Strengthening The Book Industry Supply Chain
Sunday, March 29, 2020
Posted by: Brian O'Leary
Last Thursday, BISG launched a survey to better understand and share how the book industry is responding to the spreading COVID-19 pandemic. It's a focused set of questions that take 4 minutes to answer.
Open to this Friday, the answers - your answers - will create a framework for a discussion led by members of the BISG board. That conversation takes place on April 9 at 11:30 a.m. ET. Scheduled for 90 minutes, the online session will share what we learned from the survey, then discuss what it means for the book industry now and in the mid-term.
We want BISG to be helpful in both time frames. One of the links in this week's newsletter, a Grant Thornton overview of how to strengthen supply chains in the face of COVID-19 disruption, offers several reminders of what we can be doing separately and collaboratively to respond to this moment.
The post offers eight lessons for mitigating supply-chain disruptions, including the one we're dealing with as the pandemic takes hold. Four of those lessons are areas where BISG can be particularly helpful:
- Leveraging external data and models
- Identifying the most prevalent supply-chain risks
- Assessing supply-chain risk assessment to define the impact of disruptions across segments and product lines
- Using quantitative modeling to establish supply chain risks based on various scenarios
Grant Thorton makes the point that external data offers an additional filter for individual firms. Trade associations like AAP, BMI, BISG, IBPA, AUPresses, and ABA can all offer data that help validate internal data and findings.
On supply-chain risks, Grant Thorton cites the value of brainstorming and the importance of understanding industry structure and its vulnerabilities. It also invokes the potential value of research studies on risk factors specific to the book publishing industry.
Conducting a risk assessment to establish the business impact of disruption tests identified risk factors against scenarios that consider probability, duration, regionality, and other considerations. The outcome is a consensus on "the possible root causes and impact zones."
The last piece, a quantitative model, potentially brings the first three pieces together. But, it requires valid data that is regularly collected and maintained. It also is enhanced when coupled with algorithms that help evaluate recurring as well as emerging and atypical risks, including the kind we are dealing with at the moment.
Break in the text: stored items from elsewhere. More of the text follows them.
// SPDX-FileCopyrightText: 2025 Semiotic AI, Inc.
//
// SPDX-License-Identifier: Apache-2.0

//! Directory-level processing of gene lists
//!
//! For every `*.csv` file in the input directory, in name order:
//!
//! 1. Open the batch cache `cache_{file}.json`
//! 2. Load the gene list and resolve each region ([`BatchLoader`])
//! 3. Export the records to `output_{file}`
//! 4. Flatten the export into `flat_output_{file}` ([`RecordFlattener`])
//!
//! A file that fails (corrupt cache, unreadable or incomplete gene list) is
//! reported in the [`RunSummary`] and the remaining files are still processed.

use std::fmt;
use std::path::PathBuf;

use tracing::{error, info, warn, Instrument};

use crate::batch::{export_records, BatchLoader, InputColumns};
use crate::cache::{CacheStats, DiskCache, RegionCache};
use crate::config::RegscanConfig;
use crate::errors::RegscanError;
use crate::fetch::{ErrorLog, RegionFetcher, RegionSource};
use crate::flatten::RecordFlattener;
use crate::spans;

const INPUT_EXTENSION: &str = ".csv";

/// Outcome of one successfully processed gene list
#[derive(Debug, Clone, PartialEq)]
pub struct FileReport {
    pub file_name: String,
    /// Records written to the exported table
    pub records: usize,
    /// Rows skipped for a malformed region
    pub skipped: usize,
    /// Records whose lookup failed
    pub unresolved: usize,
    pub cache: CacheStats,
    pub output: PathBuf,
    pub flattened: PathBuf,
}

/// A gene list that could not be processed
#[derive(Debug, Clone, PartialEq, Eq)]
pub struct FileFailure {
    pub file_name: String,
    pub error: String,
}

/// Result of [`Pipeline::process_all`]
#[derive(Debug, Clone, Default, PartialEq)]
pub struct RunSummary {
    pub processed: Vec<FileReport>,
    pub failed: Vec<FileFailure>,
}

impl RunSummary {
    /// True when no file failed
    pub fn is_success(&self) -> bool {
        self.failed.is_empty()
    }

    pub fn total_records(&self) -> usize {
        self.processed.iter().map(|report| report.records).sum()
    }
}

impl fmt::Display for RunSummary {
    fn fmt(&self, f: &mut fmt::Formatter<'_>) -> fmt::Result {
        write!(
            f,
            "{} file(s) processed, {} failed, {} record(s)",
            self.processed.len(),
            self.failed.len(),
            self.total_records()
        )
    }
}

/// Processes gene lists found under the configured input directory
#[derive(Debug)]
pub struct Pipeline<S> {
    config: RegscanConfig,
    fetcher: RegionFetcher<S>,
    loader: BatchLoader,
    flattener: RecordFlattener,
}

impl<S: RegionSource> Pipeline<S> {
    pub fn new(config: RegscanConfig, source: S) -> Self {
        let fetcher = RegionFetcher::new(source, ErrorLog::new(&config.error_log));
        let flattener = RecordFlattener::new(config.empty_annotation_policy);
        Self {
            config,
            fetcher,
            loader: BatchLoader::new(),
            flattener,
        }
    }

    /// Read gene lists with non-default column names
    pub fn with_input_columns(mut self, columns: InputColumns) -> Self {
        self.loader = BatchLoader::with_columns(columns);
        self
    }

    pub fn config(&self) -> &RegscanConfig {
        &self.config
    }

    pub fn fetcher(&self) -> &RegionFetcher<S> {
        &self.fetcher
    }

    /// Creates the input, output, cache and error log directories
    pub async fn prepare_directories(&self) -> Result<(), RegscanError> {
        let mut dirs = vec![
            self.config.input_dir.as_path(),
            self.config.output_dir.as_path(),
            self.config.cache_dir.as_path(),
        ];
        if let Some(parent) = self.config.error_log.parent() {
            dirs.push(parent);
        }

        for dir in dirs.into_iter().filter(|d| !d.as_os_str().is_empty()) {
            tokio::fs::create_dir_all(dir)
                .await
                .map_err(|e| RegscanError::io(dir, e))?;
        }
        Ok(())
    }

    /// Names of the gene lists in the input directory, sorted
    pub async fn input_files(&self) -> Result<Vec<String>, RegscanError> {
        let dir = &self.config.input_dir;
        let mut entries = tokio::fs::read_dir(dir)
            .await
            .map_err(|e| RegscanError::io(dir, e))?;

        let mut names = Vec::new();
        while let Some(entry) = entries
            .next_entry()
            .await
            .map_err(|e| RegscanError::io(dir, e))?
        {
            let is_file = entry
                .file_type()
                .await
                .map(|t| t.is_file())
                .unwrap_or(false);
            let Ok(name) = entry.file_name().into_string() else {
                continue;
            };
            if is_file && name.ends_with(INPUT_EXTENSION) {
                names.push(name);
            }
        }

        names.sort();
        Ok(names)
    }

    /// Loads, exports and flattens one gene list from the input directory
    pub async fn process_file(&self, file_name: &str) -> Result<FileReport, RegscanError> {
        let span = spans::process_file(file_name);

        async move {
            info!("Processing data");

            let input = self.config.input_dir.join(file_name);
            let cache = DiskCache::open(self.config.cache_file_for(file_name)).await?;

            let (records, stats) = self.loader.load(&input, &self.fetcher, &cache).await?;

            let record_count = records.len();
            let output = self.config.output_file_for(file_name);
            let flattened = self.config.flat_file_for(file_name);

            // CSV export and flattening use blocking file I/O
            let flattener = self.flattener.clone();
            let (output_path, flat_path) = (output.clone(), flattened.clone());
            tokio::task::spawn_blocking(move || -> Result<(), RegscanError> {
                export_records(&records, &output_path)?;
                flattener.flatten_file(&output_path, &flat_path)?;
                Ok(())
            })
            .await??;

            let cache_stats = cache.stats().await;
            info!(cache = %cache_stats, "Finished file");

            Ok(FileReport {
                file_name: file_name.to_string(),
                records: record_count,
                skipped: stats.skipped,
                unresolved: stats.unresolved,
                cache: cache_stats,
                output,
                flattened,
            })
        }
        .instrument(span)
        .await
    }

    /// Processes every gene list in the input directory
    ///
    /// # Errors
    ///
    /// Only directory setup and listing failures are errors; per-file
    /// failures are collected in [`RunSummary::failed`].
    pub async fn process_all(&self) -> Result<RunSummary, RegscanError> {
        self.prepare_directories().await?;
        let files = self.input_files().await?;

        if files.is_empty() {
            warn!(dir = %self.config.input_dir.display(), "No gene lists found");
        }

        let mut summary = RunSummary::default();
        for file_name in files {
            match self.process_file(&file_name).await {
                Ok(report) => summary.processed.push(report),
                Err(e) => {
                    error!(file = %file_name, error = %e, "Failed to process file");
                    summary.failed.push(FileFailure {
                        file_name,
                        error: e.to_string(),
                    });
                }
            }
        }

        info!(summary = %summary, "Run complete");
        Ok(summary)
    }
}

#[cfg(test)]
mod tests {
    use super::*;
    use crate::config::RegscanConfigBuilder;
    use crate::errors::FetchError;
    use crate::types::coordinate::Coordinate;
    use async_trait::async_trait;
    use serde_json::{json, Value};
    use tempfile::TempDir;

    struct EchoSource;

    #[async_trait]
    impl RegionSource for EchoSource {
        async fn fetch_region(&self, coordinate: &Coordinate) -> Result<Value, FetchError> {
            Ok(json!([{"id": coordinate.cache_key()}]))
        }
    }

    fn pipeline(dir: &TempDir) -> Pipeline<EchoSource> {
        let config = RegscanConfigBuilder::new()
            .data_dir(dir.path())
            .build()
            .unwrap();
        Pipeline::new(config, EchoSource)
    }

    #[tokio::test]
    async fn test_input_files_are_sorted_csv_only() {
        let dir = TempDir::new().unwrap();
        let pipeline = pipeline(&dir);
        pipeline.prepare_directories().await.unwrap();

        let input = &pipeline.config().input_dir;
        for name in ["b.csv", "a.csv", "notes.txt", "c.csv.bak"] {
            std::fs::write(input.join(name), "x\n").unwrap();
        }
        std::fs::create_dir(input.join("nested.csv")).unwrap();

        assert_eq!(pipeline.input_files().await.unwrap(), ["a.csv", "b.csv"]);
    }

    #[tokio::test]
    async fn test_empty_input_directory() {
        let dir = TempDir::new().unwrap();
        let summary = pipeline(&dir).process_all().await.unwrap();

        assert!(summary.is_success());
        assert!(summary.processed.is_empty());
        assert!(dir.path().join("cached_responses").is_dir());
        assert!(dir.path().join("error_logs").is_dir());
    }

    fn write_input(pipeline: &Pipeline<EchoSource>, file_name: &str, contents: &str) {
        std::fs::create_dir_all(&pipeline.config().input_dir).unwrap();
        std::fs::write(pipeline.config().input_dir.join(file_name), contents).unwrap();
    }

    #[tokio::test(flavor = "current_thread")]
    async fn test_process_file_writes_both_tables() {
        let dir = TempDir::new().unwrap();
        let pipeline = pipeline(&dir);
        write_input(
            &pipeline,
            "genes.csv",
            "external_gene_name,chromosomal_region,gene_biotype\nTP53,17:1-2,protein_coding\n",
        );

        let report = pipeline.process_file("genes.csv").await.unwrap();

        assert_eq!(report.records, 1);
        assert_eq!(report.cache.inserts, 1);
        let flat = std::fs::read_to_string(&report.flattened).unwrap();
        assert_eq!(flat, "name,coordinate,biotype,id\nTP53,17:1-2,protein_coding,17:1-2\n");
        assert!(report.output.is_file());
    }

    #[tokio::test]
    async fn test_process_file_reports_corrupt_cache() {
        let dir = TempDir::new().unwrap();
        let pipeline = pipeline(&dir);
        pipeline.prepare_directories().await.unwrap();
        write_input(
            &pipeline,
            "genes.csv",
            "external_gene_name,chromosomal_region,gene_biotype\nTP53,17:1-2,protein_coding\n",
        );
        std::fs::write(pipeline.config().cache_file_for("genes.csv"), "not json").unwrap();

        let err = pipeline.process_file("genes.csv").await.unwrap_err();

        assert!(matches!(err, RegscanError::Cache(ref e) if e.is_corrupt()));
        assert!(!pipeline.config().output_file_for("genes.csv").exists());
    }

    #[test]
    fn test_summary_display() {
        let summary = RunSummary {
            processed: vec![],
            failed: vec![FileFailure {
                file_name: "a.csv".to_string(),
                error: "boom".to_string(),
            }],
        };
        assert!(!summary.is_success());
        assert_eq!(summary.to_string(), "0 file(s) processed, 1 failed, 0 record(s)");
    }
}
There's no post that will capture all of the work that we need to do to strengthen the supply chain, making it more resilient to current and future threats. Those changes require data, conversation, and a reimagining of the risks and opportunities in front of us. Kent Anderson's post for the The Geyser, published last week, offers a set of ten environmental changes that may affect publishing. They aren't certain, but they are a challenging start to the conversations we need to have.
These are all areas in which BISG can play a useful role. To help us do that, take a few minutes to complete the survey. And think about joining the conversation on April 9. It won't be the last thing we ask you to join, but it will be an important start.